--- DATA LISTING Enclosed Below ---
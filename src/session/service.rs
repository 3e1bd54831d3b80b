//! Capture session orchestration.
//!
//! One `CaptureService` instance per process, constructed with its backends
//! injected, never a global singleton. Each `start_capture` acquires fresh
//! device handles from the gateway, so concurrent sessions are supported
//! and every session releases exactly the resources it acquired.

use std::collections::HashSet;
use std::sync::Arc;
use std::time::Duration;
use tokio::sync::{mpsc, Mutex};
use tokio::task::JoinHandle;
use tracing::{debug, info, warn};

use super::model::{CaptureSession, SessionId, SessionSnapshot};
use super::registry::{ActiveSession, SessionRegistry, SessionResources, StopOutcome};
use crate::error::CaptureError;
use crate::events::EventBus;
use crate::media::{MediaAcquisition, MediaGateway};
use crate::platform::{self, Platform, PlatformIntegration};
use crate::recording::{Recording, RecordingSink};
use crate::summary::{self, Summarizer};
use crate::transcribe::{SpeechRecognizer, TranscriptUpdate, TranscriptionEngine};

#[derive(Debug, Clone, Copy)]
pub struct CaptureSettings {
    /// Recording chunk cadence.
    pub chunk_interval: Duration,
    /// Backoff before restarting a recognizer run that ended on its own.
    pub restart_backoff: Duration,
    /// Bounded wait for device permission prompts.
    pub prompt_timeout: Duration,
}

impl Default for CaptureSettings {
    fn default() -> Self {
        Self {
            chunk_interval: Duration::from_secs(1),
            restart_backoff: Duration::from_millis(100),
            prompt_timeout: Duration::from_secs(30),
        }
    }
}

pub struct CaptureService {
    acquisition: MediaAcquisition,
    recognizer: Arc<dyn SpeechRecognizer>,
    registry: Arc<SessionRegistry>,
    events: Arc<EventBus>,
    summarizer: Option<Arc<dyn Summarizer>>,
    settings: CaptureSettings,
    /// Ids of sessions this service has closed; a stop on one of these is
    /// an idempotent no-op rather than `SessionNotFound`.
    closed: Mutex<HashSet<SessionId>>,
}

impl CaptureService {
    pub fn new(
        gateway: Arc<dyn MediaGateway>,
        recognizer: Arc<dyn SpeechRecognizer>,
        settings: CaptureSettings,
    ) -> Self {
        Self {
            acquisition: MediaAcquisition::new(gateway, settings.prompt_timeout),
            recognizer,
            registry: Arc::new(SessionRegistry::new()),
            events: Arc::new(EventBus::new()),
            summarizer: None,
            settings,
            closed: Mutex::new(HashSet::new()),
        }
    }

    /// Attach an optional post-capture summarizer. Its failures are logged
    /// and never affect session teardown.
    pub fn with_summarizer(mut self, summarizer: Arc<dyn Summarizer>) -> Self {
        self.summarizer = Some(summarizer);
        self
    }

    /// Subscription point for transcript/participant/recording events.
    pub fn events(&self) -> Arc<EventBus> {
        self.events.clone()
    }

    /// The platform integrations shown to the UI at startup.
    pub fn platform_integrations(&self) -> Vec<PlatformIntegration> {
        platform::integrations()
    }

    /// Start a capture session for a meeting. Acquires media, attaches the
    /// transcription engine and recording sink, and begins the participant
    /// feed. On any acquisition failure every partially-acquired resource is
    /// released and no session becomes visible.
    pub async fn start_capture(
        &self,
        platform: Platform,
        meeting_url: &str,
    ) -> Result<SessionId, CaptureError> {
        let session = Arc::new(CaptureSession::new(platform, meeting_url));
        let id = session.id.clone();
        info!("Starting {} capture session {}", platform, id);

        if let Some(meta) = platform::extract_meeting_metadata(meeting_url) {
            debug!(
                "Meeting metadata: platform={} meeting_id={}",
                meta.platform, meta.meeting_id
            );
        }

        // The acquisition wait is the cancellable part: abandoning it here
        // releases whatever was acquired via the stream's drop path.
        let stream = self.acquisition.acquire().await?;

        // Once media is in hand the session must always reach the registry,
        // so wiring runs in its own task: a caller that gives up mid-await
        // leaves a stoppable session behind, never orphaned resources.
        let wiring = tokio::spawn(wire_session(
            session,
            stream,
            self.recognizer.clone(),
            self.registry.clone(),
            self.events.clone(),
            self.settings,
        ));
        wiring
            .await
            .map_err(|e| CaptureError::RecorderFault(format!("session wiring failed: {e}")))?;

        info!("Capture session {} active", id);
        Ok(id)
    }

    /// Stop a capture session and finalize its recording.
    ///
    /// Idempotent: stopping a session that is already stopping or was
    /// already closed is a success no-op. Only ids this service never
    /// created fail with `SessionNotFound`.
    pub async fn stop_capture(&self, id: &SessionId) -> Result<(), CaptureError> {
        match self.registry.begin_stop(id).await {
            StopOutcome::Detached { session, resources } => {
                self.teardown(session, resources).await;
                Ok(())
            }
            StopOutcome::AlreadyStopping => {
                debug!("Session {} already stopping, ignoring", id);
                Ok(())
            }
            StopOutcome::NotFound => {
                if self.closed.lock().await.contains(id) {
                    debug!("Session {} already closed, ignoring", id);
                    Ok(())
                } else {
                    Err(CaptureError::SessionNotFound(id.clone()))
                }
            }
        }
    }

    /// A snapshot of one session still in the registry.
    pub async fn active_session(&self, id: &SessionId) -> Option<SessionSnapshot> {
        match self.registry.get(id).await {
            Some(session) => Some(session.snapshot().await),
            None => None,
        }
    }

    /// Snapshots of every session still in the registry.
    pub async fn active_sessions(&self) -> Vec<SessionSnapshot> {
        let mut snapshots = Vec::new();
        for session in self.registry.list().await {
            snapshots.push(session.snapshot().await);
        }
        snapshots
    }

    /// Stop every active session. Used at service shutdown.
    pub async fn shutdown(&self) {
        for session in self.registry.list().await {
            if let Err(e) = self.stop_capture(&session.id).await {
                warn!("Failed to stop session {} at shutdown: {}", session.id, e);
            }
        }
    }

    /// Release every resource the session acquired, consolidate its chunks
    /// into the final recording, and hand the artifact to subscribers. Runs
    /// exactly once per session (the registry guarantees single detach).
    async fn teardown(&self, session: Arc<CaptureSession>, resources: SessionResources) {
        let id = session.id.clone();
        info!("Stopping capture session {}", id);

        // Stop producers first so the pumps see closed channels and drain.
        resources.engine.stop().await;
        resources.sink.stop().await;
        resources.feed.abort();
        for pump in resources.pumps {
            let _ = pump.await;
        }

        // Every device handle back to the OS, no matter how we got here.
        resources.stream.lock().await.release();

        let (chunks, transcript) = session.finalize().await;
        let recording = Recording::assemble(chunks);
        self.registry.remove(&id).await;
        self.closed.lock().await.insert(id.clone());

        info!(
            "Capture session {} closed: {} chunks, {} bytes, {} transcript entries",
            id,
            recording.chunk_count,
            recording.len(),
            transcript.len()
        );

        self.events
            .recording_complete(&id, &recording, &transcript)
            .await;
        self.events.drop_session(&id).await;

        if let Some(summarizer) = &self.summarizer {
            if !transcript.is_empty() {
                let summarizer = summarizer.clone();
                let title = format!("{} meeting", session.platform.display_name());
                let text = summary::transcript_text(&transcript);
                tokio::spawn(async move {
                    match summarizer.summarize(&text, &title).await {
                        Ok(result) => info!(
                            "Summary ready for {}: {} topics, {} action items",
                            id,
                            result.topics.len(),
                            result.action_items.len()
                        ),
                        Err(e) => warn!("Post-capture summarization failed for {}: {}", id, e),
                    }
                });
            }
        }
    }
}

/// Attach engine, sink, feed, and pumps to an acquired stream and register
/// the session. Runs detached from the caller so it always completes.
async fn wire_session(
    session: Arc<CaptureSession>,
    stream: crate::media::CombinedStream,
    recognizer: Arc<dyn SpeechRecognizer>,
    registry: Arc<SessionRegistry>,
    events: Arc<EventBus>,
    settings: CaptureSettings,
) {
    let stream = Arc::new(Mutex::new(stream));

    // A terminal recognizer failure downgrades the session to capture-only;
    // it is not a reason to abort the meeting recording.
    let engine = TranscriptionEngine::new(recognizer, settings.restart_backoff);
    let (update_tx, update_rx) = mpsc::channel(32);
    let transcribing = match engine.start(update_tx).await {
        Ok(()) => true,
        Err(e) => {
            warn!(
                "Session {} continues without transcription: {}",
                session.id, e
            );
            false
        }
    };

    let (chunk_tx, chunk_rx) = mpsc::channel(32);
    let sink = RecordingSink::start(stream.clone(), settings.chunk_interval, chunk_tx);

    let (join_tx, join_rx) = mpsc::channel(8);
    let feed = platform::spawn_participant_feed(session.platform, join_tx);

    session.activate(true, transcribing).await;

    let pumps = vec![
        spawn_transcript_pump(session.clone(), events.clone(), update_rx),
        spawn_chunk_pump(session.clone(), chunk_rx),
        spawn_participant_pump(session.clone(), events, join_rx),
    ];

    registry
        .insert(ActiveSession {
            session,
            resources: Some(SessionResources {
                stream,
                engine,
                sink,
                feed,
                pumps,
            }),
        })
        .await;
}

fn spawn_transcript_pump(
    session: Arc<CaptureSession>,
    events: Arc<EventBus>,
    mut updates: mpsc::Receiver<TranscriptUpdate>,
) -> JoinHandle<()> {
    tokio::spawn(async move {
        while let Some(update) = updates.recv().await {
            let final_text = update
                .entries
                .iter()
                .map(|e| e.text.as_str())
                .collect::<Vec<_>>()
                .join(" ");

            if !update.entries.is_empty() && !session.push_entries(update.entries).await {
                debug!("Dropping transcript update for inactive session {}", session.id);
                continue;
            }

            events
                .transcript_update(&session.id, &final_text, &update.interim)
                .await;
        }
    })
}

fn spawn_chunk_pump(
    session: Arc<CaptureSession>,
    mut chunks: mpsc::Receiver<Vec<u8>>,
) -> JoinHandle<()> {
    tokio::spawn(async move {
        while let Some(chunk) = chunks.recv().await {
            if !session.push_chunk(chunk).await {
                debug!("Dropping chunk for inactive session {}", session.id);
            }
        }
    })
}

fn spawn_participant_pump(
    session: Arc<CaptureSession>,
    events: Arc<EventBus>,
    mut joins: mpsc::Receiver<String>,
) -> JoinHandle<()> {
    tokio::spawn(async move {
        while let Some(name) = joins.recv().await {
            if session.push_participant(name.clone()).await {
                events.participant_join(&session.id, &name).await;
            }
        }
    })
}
--- End of Enclosed DATA LISTING ---
» **EXERCISE PROMPT**: All the lines that hold the word "entries" must appear in the answer, copied from the records.

» **YOUR SOLUTION**:
            "Capture session {} closed: {} chunks, {} bytes, {} transcript entries",
                .entries
            if !update.entries.is_empty() && !session.push_entries(update.entries).await {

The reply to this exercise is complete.